● **REQUIREMENT**
Please copy out the records that follow, word for word.

● **Collected data entries**
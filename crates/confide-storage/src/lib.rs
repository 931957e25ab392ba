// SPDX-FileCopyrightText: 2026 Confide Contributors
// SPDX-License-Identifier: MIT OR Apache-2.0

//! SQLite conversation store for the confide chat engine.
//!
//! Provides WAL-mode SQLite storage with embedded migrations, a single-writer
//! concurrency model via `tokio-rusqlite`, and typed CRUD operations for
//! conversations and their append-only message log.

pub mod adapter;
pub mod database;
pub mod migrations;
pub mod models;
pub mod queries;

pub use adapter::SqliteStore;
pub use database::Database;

● **ANSWER TO THIS TASK**
filename crates/confide-storage/src/lib.rs
repository 931957e25ab392ba
// SPDX-FileCopyrightText: 2026 Confide Contributors
// SPDX-License-Identifier: MIT OR Apache-2.0

//! SQLite conversation store for the confide chat engine.
//!
//! Provides WAL-mode SQLite storage with embedded migrations, a single-writer
//! concurrency model via `tokio-rusqlite`, and typed CRUD operations for
//! conversations and their append-only message log.

pub mod adapter;
pub mod database;
pub mod migrations;
pub mod models;
pub mod queries;

pub use adapter::SqliteStore;
pub use database::Database;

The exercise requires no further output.